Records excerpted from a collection
■ ■ ■ ■

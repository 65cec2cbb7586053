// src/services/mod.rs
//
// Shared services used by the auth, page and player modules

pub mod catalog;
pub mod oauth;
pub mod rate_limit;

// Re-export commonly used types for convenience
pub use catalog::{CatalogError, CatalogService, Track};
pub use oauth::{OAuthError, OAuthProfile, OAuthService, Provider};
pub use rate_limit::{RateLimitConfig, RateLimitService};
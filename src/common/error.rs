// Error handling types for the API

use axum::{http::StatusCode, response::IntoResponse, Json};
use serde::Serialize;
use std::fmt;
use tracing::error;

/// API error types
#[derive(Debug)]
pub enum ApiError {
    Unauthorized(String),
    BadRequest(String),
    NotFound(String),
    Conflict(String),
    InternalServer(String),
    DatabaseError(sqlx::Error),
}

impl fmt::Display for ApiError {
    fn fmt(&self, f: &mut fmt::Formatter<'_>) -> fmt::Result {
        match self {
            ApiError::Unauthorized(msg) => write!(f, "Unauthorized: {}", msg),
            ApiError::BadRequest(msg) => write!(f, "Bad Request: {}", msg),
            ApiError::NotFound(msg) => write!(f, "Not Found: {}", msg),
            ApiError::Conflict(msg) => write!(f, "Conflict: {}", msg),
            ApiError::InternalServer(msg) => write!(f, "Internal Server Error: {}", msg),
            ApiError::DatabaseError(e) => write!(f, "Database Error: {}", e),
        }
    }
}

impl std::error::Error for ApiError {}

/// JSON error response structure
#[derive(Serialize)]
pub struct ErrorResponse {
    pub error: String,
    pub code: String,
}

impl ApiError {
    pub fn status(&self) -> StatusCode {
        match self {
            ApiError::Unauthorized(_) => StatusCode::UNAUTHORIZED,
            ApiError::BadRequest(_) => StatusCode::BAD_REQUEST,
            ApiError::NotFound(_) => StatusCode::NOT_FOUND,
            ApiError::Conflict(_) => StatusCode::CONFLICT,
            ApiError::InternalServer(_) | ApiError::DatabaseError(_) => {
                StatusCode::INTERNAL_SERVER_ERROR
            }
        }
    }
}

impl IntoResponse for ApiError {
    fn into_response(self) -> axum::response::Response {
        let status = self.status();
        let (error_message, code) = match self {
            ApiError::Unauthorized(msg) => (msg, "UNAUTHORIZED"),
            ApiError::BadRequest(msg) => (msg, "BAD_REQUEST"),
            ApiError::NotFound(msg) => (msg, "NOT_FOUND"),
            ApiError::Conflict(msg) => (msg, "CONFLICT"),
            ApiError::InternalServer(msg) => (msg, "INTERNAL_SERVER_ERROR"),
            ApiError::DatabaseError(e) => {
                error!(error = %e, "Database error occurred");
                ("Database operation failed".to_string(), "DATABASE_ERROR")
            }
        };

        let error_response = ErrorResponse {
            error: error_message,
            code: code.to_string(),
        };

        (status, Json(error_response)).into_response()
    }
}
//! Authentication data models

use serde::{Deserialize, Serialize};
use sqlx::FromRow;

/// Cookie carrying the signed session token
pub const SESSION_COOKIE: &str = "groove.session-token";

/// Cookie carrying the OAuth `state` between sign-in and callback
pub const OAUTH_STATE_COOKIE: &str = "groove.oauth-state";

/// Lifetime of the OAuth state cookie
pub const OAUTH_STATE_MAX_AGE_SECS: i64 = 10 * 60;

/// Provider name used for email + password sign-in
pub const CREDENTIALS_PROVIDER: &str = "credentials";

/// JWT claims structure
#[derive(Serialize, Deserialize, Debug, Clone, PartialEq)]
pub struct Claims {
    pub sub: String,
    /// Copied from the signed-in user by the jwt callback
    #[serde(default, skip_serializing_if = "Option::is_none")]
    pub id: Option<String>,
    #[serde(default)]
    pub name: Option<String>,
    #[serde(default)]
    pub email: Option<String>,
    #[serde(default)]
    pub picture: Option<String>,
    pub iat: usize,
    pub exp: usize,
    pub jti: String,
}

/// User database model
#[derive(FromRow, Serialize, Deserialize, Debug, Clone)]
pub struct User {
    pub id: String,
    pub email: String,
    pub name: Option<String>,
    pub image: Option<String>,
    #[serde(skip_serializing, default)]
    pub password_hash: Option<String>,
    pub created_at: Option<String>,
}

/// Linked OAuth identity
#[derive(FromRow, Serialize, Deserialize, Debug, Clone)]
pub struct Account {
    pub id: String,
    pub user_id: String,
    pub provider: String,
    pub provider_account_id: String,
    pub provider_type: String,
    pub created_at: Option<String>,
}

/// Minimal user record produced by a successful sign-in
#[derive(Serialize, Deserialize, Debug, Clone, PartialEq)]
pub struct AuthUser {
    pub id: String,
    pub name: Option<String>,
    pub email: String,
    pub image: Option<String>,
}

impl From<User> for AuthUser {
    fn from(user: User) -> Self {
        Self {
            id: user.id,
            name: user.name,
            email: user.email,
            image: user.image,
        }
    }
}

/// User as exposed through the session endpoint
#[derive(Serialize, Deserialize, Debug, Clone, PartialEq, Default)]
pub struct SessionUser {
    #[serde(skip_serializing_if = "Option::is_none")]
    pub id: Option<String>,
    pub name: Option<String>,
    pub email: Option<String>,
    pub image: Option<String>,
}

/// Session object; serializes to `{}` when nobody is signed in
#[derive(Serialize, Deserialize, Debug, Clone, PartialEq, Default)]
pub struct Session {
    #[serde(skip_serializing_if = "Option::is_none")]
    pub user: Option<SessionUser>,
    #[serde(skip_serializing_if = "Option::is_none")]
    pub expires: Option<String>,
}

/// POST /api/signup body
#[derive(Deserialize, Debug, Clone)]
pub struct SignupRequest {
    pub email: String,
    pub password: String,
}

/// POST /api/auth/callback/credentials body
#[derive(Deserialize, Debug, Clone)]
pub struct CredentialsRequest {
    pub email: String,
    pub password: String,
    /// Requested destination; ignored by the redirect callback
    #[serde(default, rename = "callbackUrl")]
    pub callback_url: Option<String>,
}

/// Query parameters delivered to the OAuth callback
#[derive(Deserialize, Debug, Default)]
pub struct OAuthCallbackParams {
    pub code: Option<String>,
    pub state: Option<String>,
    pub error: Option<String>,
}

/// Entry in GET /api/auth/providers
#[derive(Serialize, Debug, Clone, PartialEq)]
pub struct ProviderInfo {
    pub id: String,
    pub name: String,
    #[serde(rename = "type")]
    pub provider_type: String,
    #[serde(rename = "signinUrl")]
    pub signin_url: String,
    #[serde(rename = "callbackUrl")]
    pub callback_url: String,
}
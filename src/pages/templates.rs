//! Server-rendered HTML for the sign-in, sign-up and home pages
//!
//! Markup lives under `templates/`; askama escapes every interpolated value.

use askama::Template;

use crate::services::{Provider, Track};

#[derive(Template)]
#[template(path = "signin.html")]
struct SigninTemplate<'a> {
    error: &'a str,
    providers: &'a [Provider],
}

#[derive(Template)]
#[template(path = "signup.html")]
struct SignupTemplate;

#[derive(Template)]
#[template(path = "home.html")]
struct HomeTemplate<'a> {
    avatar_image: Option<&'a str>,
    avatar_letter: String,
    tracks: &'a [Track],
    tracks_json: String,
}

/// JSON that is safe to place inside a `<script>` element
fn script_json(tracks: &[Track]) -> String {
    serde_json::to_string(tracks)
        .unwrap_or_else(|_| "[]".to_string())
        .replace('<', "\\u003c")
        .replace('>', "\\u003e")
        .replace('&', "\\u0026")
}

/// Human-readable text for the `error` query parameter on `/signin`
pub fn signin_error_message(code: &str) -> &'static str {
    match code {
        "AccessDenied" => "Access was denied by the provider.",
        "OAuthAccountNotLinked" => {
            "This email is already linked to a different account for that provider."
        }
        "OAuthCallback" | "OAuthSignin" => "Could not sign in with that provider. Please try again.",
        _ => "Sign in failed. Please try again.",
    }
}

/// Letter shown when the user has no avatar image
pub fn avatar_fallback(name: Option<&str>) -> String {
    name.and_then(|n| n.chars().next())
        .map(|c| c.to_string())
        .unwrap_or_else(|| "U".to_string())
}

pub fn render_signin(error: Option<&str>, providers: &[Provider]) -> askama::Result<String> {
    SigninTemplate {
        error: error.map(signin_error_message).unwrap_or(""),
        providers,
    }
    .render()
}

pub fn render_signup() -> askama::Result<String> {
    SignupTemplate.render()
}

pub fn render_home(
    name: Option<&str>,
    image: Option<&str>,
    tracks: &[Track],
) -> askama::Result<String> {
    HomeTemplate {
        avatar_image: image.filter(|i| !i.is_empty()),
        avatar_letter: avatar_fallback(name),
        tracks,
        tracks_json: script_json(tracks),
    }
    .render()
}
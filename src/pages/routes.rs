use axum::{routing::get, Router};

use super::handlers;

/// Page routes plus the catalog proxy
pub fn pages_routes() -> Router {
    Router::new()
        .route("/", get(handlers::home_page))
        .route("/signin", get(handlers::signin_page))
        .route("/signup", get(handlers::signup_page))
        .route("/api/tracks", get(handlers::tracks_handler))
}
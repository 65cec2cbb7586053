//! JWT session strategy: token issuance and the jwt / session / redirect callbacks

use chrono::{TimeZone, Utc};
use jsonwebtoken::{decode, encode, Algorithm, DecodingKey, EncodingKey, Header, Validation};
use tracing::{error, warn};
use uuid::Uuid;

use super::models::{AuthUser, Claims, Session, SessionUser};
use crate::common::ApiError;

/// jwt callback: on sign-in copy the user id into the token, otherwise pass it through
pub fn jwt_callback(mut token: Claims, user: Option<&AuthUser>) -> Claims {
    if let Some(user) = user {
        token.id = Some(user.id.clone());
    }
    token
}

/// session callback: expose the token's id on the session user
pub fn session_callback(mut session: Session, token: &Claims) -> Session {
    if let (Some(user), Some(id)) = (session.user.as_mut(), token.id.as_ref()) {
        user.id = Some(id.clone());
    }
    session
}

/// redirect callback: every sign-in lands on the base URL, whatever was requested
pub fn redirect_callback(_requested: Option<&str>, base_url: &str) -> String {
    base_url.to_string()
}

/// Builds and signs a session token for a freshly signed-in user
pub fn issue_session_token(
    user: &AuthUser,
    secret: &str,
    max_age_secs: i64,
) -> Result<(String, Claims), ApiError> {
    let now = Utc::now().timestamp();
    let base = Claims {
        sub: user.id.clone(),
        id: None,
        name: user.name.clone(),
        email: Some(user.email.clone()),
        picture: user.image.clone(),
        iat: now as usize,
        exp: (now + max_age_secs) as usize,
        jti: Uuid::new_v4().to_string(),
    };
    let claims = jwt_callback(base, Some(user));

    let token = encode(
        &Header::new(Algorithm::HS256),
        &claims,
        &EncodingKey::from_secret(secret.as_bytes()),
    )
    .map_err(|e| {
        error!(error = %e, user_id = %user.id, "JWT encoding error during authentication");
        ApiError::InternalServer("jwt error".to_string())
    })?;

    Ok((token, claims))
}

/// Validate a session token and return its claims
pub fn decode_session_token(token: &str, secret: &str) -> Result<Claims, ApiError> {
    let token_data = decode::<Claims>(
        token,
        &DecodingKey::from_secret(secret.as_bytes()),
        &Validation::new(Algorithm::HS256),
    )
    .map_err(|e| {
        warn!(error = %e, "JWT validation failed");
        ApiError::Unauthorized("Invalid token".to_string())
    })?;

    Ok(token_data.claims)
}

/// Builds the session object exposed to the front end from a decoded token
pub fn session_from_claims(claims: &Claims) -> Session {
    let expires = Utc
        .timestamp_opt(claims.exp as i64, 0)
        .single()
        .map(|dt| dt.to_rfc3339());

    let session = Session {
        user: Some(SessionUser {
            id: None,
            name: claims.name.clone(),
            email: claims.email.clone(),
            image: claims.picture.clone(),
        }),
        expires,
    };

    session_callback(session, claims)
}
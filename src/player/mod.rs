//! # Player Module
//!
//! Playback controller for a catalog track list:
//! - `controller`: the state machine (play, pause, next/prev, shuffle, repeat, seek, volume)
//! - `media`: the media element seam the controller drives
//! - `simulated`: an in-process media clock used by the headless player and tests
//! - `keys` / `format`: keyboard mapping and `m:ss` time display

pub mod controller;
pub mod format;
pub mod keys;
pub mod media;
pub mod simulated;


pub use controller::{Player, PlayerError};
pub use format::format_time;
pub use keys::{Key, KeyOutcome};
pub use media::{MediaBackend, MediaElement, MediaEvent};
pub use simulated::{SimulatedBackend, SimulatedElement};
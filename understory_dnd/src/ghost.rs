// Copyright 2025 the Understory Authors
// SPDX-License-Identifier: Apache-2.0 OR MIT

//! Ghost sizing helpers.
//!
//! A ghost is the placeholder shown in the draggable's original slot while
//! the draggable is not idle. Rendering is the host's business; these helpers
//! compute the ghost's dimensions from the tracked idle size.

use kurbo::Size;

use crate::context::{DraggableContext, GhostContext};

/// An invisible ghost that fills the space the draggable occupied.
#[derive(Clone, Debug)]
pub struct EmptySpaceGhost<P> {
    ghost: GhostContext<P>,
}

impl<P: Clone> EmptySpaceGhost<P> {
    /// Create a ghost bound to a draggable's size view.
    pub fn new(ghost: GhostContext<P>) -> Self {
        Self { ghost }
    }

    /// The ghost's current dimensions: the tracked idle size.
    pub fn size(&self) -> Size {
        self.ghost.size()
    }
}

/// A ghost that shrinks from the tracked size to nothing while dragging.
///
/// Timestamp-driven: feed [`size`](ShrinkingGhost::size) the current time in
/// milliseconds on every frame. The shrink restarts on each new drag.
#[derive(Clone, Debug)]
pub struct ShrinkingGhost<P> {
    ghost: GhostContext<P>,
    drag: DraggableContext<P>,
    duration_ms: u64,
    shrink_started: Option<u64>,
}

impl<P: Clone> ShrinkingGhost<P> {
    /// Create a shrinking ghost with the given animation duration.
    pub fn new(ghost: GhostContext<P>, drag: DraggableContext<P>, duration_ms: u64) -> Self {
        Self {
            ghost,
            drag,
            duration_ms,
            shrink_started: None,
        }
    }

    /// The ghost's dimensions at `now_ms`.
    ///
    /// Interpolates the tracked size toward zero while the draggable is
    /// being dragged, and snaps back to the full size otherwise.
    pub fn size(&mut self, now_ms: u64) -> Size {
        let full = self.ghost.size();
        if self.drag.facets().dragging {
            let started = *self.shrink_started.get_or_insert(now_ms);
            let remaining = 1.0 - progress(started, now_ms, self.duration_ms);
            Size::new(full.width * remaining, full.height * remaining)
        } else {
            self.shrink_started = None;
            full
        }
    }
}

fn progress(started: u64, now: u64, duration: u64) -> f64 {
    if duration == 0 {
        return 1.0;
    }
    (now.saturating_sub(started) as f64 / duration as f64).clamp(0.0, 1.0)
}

■ ■ ■ ■

[DIRECTIONS FOR THIS TASK] Say how many lines in the records hold the string "SigninTemplate", please, and add no other words.

[ANSWER SECTION] 2